Scientific classification
- Kingdom: Plantae
- Clade: Tracheophytes
- Clade: Angiosperms
- Clade: Eudicots
- Order: Caryophyllales
- Family: Polygonaceae
- Genus: Eriogonum
- Species: E. codium
- Binomial name: Eriogonum codium Reveal, Caplow & K. Beck

= Eriogonum codium =

- Genus: Eriogonum
- Species: codium
- Authority: Reveal, Caplow & K. Beck
- Conservation status: G1

Species of wild buckwheat

Eriogonum codium is a species of wild buckwheat known by the common names basalt desert buckwheat and Umtanum Desert wild buckwheat. It is endemic to Washington in the United States, where it is known only from Hanford Reach National Monument in Benton County. It was discovered in 1995 during an inventory of the biodiversity of the monument and described to science in 1997.

==Description==
This perennial herb forms a mat of stems around its branching caudex and produces erect flowering stems 2 to 9 centimeters high. The plant is greenish in color and woolly in texture. The densely woolly leaves are up to 1.2 centimeters long. The inflorescences atop the stems contain tiny woolly "lemon yellow" flowers. Flowering occurs in May through August. Analysis of growth rings in the stems of plants reveal that individuals may reach 100 years old or older.

==Distribution and habitat==
There is only one known population of this plant.
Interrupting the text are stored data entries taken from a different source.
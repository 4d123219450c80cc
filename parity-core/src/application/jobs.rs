// parity-core/src/application/jobs.rs

use chrono::{DateTime, Utc};
use serde::Serialize;
use std::collections::HashMap;
use std::path::{Path, PathBuf};
use std::sync::{Arc, Mutex, PoisonError, RwLock};
use tokio::task::JoinHandle;
use tokio_util::sync::CancellationToken;
use tracing::{info, instrument, warn};
use uuid::Uuid;

use crate::application::pipeline::{RunRequest, TransformationPipeline};
use crate::application::validation::ValidationEngine;
use crate::domain::error::DomainError;
use crate::domain::job::{JobKind, JobStatus};
use crate::domain::rule::{BusinessRule, TestScenario};
use crate::error::ParityError;
use crate::infrastructure::fs::{artifact_file_name, write_json_artifact};
use crate::ports::transform::Transform;

fn poisoned<T>(e: PoisonError<T>) -> ParityError {
    ParityError::InternalError(format!("job registry lock poisoned: {e}"))
}

/// One tracked background execution.
#[derive(Debug, Clone, Serialize)]
pub struct JobRecord {
    pub job_id: Uuid,
    pub kind: JobKind,
    pub status: JobStatus,
    pub rule_name: String,
    pub source_table: String,
    pub target_table: String,
    pub created_at: DateTime<Utc>,
    pub started_at: Option<DateTime<Utc>>,
    pub completed_at: Option<DateTime<Utc>>,
    pub records_processed: u64,
    pub pass_rate: Option<f64>,
    pub error: Option<String>,
    pub result: Option<serde_json::Value>,
    #[serde(skip)]
    pub cancel: CancellationToken,
}

/// What a finished job reports back to the registry.
#[derive(Debug, Clone, Default)]
pub struct JobOutcome {
    pub records_processed: u64,
    pub pass_rate: Option<f64>,
    pub result: Option<serde_json::Value>,
}

/// Scalar view of a job, keyed by job id and rule name.
#[derive(Debug, Clone, PartialEq, Serialize)]
pub struct JobSummary {
    pub job_id: Uuid,
    pub kind: JobKind,
    pub status: JobStatus,
    pub rule_name: String,
    pub records_processed: u64,
    pub duration_seconds: Option<f64>,
    pub pass_rate: Option<f64>,
    pub error: Option<String>,
}

impl From<&JobRecord> for JobSummary {
    fn from(job: &JobRecord) -> Self {
        let duration_seconds = job
            .started_at
            .zip(job.completed_at)
            .map(|(start, end)| (end - start).num_milliseconds() as f64 / 1000.0);
        Self {
            job_id: job.job_id,
            kind: job.kind,
            status: job.status,
            rule_name: job.rule_name.clone(),
            records_processed: job.records_processed,
            duration_seconds,
            pass_rate: job.pass_rate,
            error: job.error.clone(),
        }
    }
}

/// Concurrency-safe job table: a per-job lock under a registry-wide `RwLock`.
/// Every status change goes through a compare-and-swap on the job's lock.
#[derive(Default)]
pub struct JobRegistry {
    jobs: RwLock<HashMap<Uuid, Arc<Mutex<JobRecord>>>>,
}

impl JobRegistry {
    pub fn new() -> Self {
        Self::default()
    }

    pub fn register(
        &self,
        kind: JobKind,
        rule_name: impl Into<String>,
        source_table: impl Into<String>,
        target_table: impl Into<String>,
    ) -> Result<JobRecord, ParityError> {
        let record = JobRecord {
            job_id: Uuid::now_v7(),
            kind,
            status: JobStatus::Pending,
            rule_name: rule_name.into(),
            source_table: source_table.into(),
            target_table: target_table.into(),
            created_at: Utc::now(),
            started_at: None,
            completed_at: None,
            records_processed: 0,
            pass_rate: None,
            error: None,
            result: None,
            cancel: CancellationToken::new(),
        };
        self.jobs
            .write()
            .map_err(poisoned)?
            .insert(record.job_id, Arc::new(Mutex::new(record.clone())));
        Ok(record)
    }

    fn entry(&self, id: Uuid) -> Result<Arc<Mutex<JobRecord>>, ParityError> {
        self.jobs
            .read()
            .map_err(poisoned)?
            .get(&id)
            .cloned()
            .ok_or_else(|| DomainError::JobNotFound(id.to_string()).into())
    }

    pub fn get(&self, id: Uuid) -> Result<JobRecord, ParityError> {
        let job = self.entry(id)?;
        let record = job.lock().map_err(poisoned)?;
        Ok(record.clone())
    }

    fn transition<F>(
        &self,
        id: Uuid,
        expected: JobStatus,
        next: JobStatus,
        edit: F,
    ) -> Result<JobRecord, ParityError>
    where
        F: FnOnce(&mut JobRecord),
    {
        let job = self.entry(id)?;
        let mut record = job.lock().map_err(poisoned)?;
        if record.status != expected || !expected.can_transition_to(next) {
            return Err(DomainError::IllegalTransition {
                job_id: id.to_string(),
                from: record.status,
                to: next,
            }
            .into());
        }
        let now = Utc::now();
        record.status = next;
        if next == JobStatus::Running {
            record.started_at = Some(now);
        }
        if next.is_terminal() {
            record.completed_at = Some(now);
        }
        edit(&mut record);
        Ok(record.clone())
    }

    /// Moves the job from `expected` to `next`. Fails when the job is no
    /// longer in `expected` or the move is not a legal transition.
    pub fn compare_and_swap(
        &self,
        id: Uuid,
        expected: JobStatus,
        next: JobStatus,
    ) -> Result<JobRecord, ParityError> {
        self.transition(id, expected, next, |_| {})
    }

    pub fn start(&self, id: Uuid) -> Result<JobRecord, ParityError> {
        self.compare_and_swap(id, JobStatus::Pending, JobStatus::Running)
    }

    pub fn complete(&self, id: Uuid, outcome: JobOutcome) -> Result<JobRecord, ParityError> {
        self.transition(id, JobStatus::Running, JobStatus::Completed, |job| {
            job.records_processed = outcome.records_processed;
            job.pass_rate = outcome.pass_rate;
            job.result = outcome.result;
        })
    }

    pub fn fail(
        &self,
        id: Uuid,
        error: impl Into<String>,
        records_processed: u64,
    ) -> Result<JobRecord, ParityError> {
        let error = error.into();
        self.transition(id, JobStatus::Running, JobStatus::Failed, |job| {
            job.records_processed = records_processed;
            job.error = Some(error);
        })
    }

    /// Final state of a running job that observed its cancellation.
    pub fn mark_cancelled(&self, id: Uuid, records_processed: u64) -> Result<JobRecord, ParityError> {
        self.transition(id, JobStatus::Running, JobStatus::Cancelled, |job| {
            job.records_processed = records_processed;
            job.error = Some("cancelled".to_string());
        })
    }

    /// Pending jobs are cancelled on the spot. Running jobs get their token
    /// triggered and reach CANCELLED once the current batch or scenario ends.
    pub fn cancel(&self, id: Uuid) -> Result<JobRecord, ParityError> {
        let job = self.entry(id)?;
        let mut record = job.lock().map_err(poisoned)?;
        match record.status {
            JobStatus::Pending => {
                record.status = JobStatus::Cancelled;
                record.completed_at = Some(Utc::now());
                record.cancel.cancel();
            }
            JobStatus::Running => record.cancel.cancel(),
            from => {
                return Err(DomainError::IllegalTransition {
                    job_id: id.to_string(),
                    from,
                    to: JobStatus::Cancelled,
                }
                .into());
            }
        }
        Ok(record.clone())
    }

    /// Oldest first. v7 ids sort by creation time.
    pub fn list(&self) -> Result<Vec<JobRecord>, ParityError> {
        let jobs: Vec<Arc<Mutex<JobRecord>>> =
            self.jobs.read().map_err(poisoned)?.values().cloned().collect();
        let mut records = jobs
            .iter()
            .map(|job| job.lock().map(|r| r.clone()).map_err(poisoned))
            .collect::<Result<Vec<_>, _>>()?;
        records.sort_by_key(|r| r.job_id);
        Ok(records)
    }

    /// Removes the job, cancelling it first if it is still live.
    pub fn delete(&self, id: Uuid) -> Result<JobRecord, ParityError> {
        let job = self
            .jobs
            .write()
            .map_err(poisoned)?
            .remove(&id)
            .ok_or_else(|| DomainError::JobNotFound(id.to_string()))?;
        let record = job.lock().map_err(poisoned)?;
        record.cancel.cancel();
        Ok(record.clone())
    }

    pub fn summaries(&self) -> Result<Vec<JobSummary>, ParityError> {
        Ok(self.list()?.iter().map(JobSummary::from).collect())
    }

    /// Writes every job summary to `dir/jobs_summary_<timestamp>.json`.
    pub fn export_summaries(&self, dir: &Path) -> Result<PathBuf, ParityError> {
        let file_name = artifact_file_name("jobs", "summary", Utc::now());
        Ok(write_json_artifact(dir, &file_name, &self.summaries()?)?)
    }
}

/// A spawned job. Awaiting it is optional; the registry tracks the outcome.
pub struct SubmittedJob {
    pub job_id: Uuid,
    handle: JoinHandle<()>,
}

impl SubmittedJob {
    pub async fn join(self) -> Result<Uuid, ParityError> {
        self.handle
            .await
            .map_err(|e| ParityError::InternalError(format!("job task panicked: {e}")))?;
        Ok(self.job_id)
    }
}

fn records_of(err: &ParityError) -> u64 {
    match err {
        ParityError::RunFailed {
            records_processed, ..
        } => *records_processed,
        _ => 0,
    }
}

/// Dispatches pipeline, validation and workflow runs onto tokio tasks and
/// keeps their records in a [`JobRegistry`].
#[derive(Clone)]
pub struct JobManager {
    registry: Arc<JobRegistry>,
    pipeline: Arc<TransformationPipeline>,
    validation: Arc<ValidationEngine>,
}

impl JobManager {
    pub fn new(pipeline: Arc<TransformationPipeline>, validation: Arc<ValidationEngine>) -> Self {
        Self {
            registry: Arc::new(JobRegistry::new()),
            pipeline,
            validation,
        }
    }

    pub fn registry(&self) -> &Arc<JobRegistry> {
        &self.registry
    }

    fn finish(&self, id: Uuid, result: Result<JobOutcome, ParityError>, cancel: &CancellationToken) {
        let update = match result {
            Ok(outcome) if cancel.is_cancelled() => {
                self.registry.mark_cancelled(id, outcome.records_processed)
            }
            Ok(outcome) => self.registry.complete(id, outcome),
            Err(e) if e.is_cancelled() => self.registry.mark_cancelled(id, records_of(&e)),
            Err(e) => self.registry.fail(id, e.to_string(), records_of(&e)),
        };
        match update {
            Ok(job) => info!(job_id = %id, status = %job.status, "Job finished"),
            Err(e) => warn!(job_id = %id, "Could not record job outcome: {}", e),
        }
    }

    fn started(&self, id: Uuid) -> bool {
        match self.registry.start(id) {
            Ok(_) => true,
            Err(e) => {
                // cancelled while still pending
                warn!(job_id = %id, "Job not started: {}", e);
                false
            }
        }
    }

    #[instrument(skip_all, fields(rule = %rule_name))]
    pub fn submit_pipeline(
        &self,
        rule_name: &str,
        request: RunRequest,
        transform: Arc<dyn Transform>,
    ) -> Result<SubmittedJob, ParityError> {
        let job = self.registry.register(
            JobKind::Pipeline,
            rule_name,
            &request.source_table,
            &request.target_table,
        )?;
        let (job_id, cancel) = (job.job_id, job.cancel);
        let this = self.clone();
        let handle = tokio::spawn(async move {
            if !this.started(job_id) {
                return;
            }
            let result = this
                .pipeline
                .run(&request, transform.as_ref(), &cancel)
                .await
                .map(|summary| JobOutcome {
                    records_processed: summary.records_processed,
                    pass_rate: None,
                    result: serde_json::to_value(&summary).ok(),
                });
            this.finish(job_id, result, &cancel);
        });
        info!(%job_id, "🧵 Pipeline job submitted");
        Ok(SubmittedJob { job_id, handle })
    }

    #[instrument(skip_all, fields(rule = %rule.rule_name))]
    pub fn submit_validation(
        &self,
        rule: BusinessRule,
        scenarios: Vec<TestScenario>,
    ) -> Result<SubmittedJob, ParityError> {
        let job = self.registry.register(
            JobKind::Validation,
            &rule.rule_name,
            rule.primary_source()?,
            &rule.target_table,
        )?;
        let (job_id, cancel) = (job.job_id, job.cancel);
        let this = self.clone();
        let handle = tokio::spawn(async move {
            if !this.started(job_id) {
                return;
            }
            let report = this.validation.validate(&rule, &scenarios, &cancel).await;
            let outcome = JobOutcome {
                records_processed: 0,
                pass_rate: Some(report.pass_rate()),
                result: serde_json::to_value(&report).ok(),
            };
            this.finish(job_id, Ok(outcome), &cancel);
        });
        info!(%job_id, "🧵 Validation job submitted");
        Ok(SubmittedJob { job_id, handle })
    }

    /// Pipeline then validation. A failed pipeline skips validation.
    #[instrument(skip_all, fields(rule = %rule.rule_name))]
    pub fn submit_workflow(
        &self,
        rule: BusinessRule,
        request: RunRequest,
        transform: Arc<dyn Transform>,
        scenarios: Vec<TestScenario>,
    ) -> Result<SubmittedJob, ParityError> {
        let job = self.registry.register(
            JobKind::Workflow,
            &rule.rule_name,
            &request.source_table,
            &request.target_table,
        )?;
        let (job_id, cancel) = (job.job_id, job.cancel);
        let this = self.clone();
        let handle = tokio::spawn(async move {
            if !this.started(job_id) {
                return;
            }
            let result = match this.pipeline.run(&request, transform.as_ref(), &cancel).await {
                Ok(run) => {
                    let report = this.validation.validate(&rule, &scenarios, &cancel).await;
                    Ok(JobOutcome {
                        records_processed: run.records_processed,
                        pass_rate: Some(report.pass_rate()),
                        result: Some(serde_json::json!({
                            "run": run,
                            "validation": report,
                        })),
                    })
                }
                Err(e) => Err(e),
            };
            this.finish(job_id, result, &cancel);
        });
        info!(%job_id, "🧵 Workflow job submitted");
        Ok(SubmittedJob { job_id, handle })
    }
}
As of 2005 it contained 4418 individuals. The population occurs on a rocky ridge 2.5 kilometers long by 30 meters wide. The ridge is composed of a basalt lava flow which is part of the Wanapum Basalt, a geological formation. The plants grow on substrates of basalt with a pumice soil covering. The substrates are exposed and experience harsh conditions with high winds. The habitat is shrubsteppe. Associated plants include Grayia spinosa, Salvia dorrii, Phacelia linearis, Cryptantha pterocarya, Camissonia minor, and Bromus tectorum. Western harvester ants (Pogonomyrmex occidentalis) collect, transport, and apparently consume the seeds of the plant.

==Conservation==
The main threat to the plant is probably fire. In 1996 a fire at the Yakima Training Center traveled out to the ridge and burned the population. About 800 plants, or 15% of the population, died. It is not a fire-tolerant species. The plant appears to be sensitive to heat, and even unburned, merely singed plants died. In addition, the species apparently does not respond positively to fire events as some plants do, by resprouting from the woody base or producing an abundance of new seedlings. Fire also increases the spread of introduced species of plants such as cheatgrass (Bromus tectorum), and the cover of cheatgrass then increases the likelihood and severity of fire. Firefighting activity may damage the plants.

Other threats include off-road vehicle use and trampling on the open ridge where the plants grow. Some of the plants have died after being crushed. Livestock are also a potential, but not an immediate threat. Rock collecting activity has been noted to occur on the ridge.

This species is a candidate for federal protection.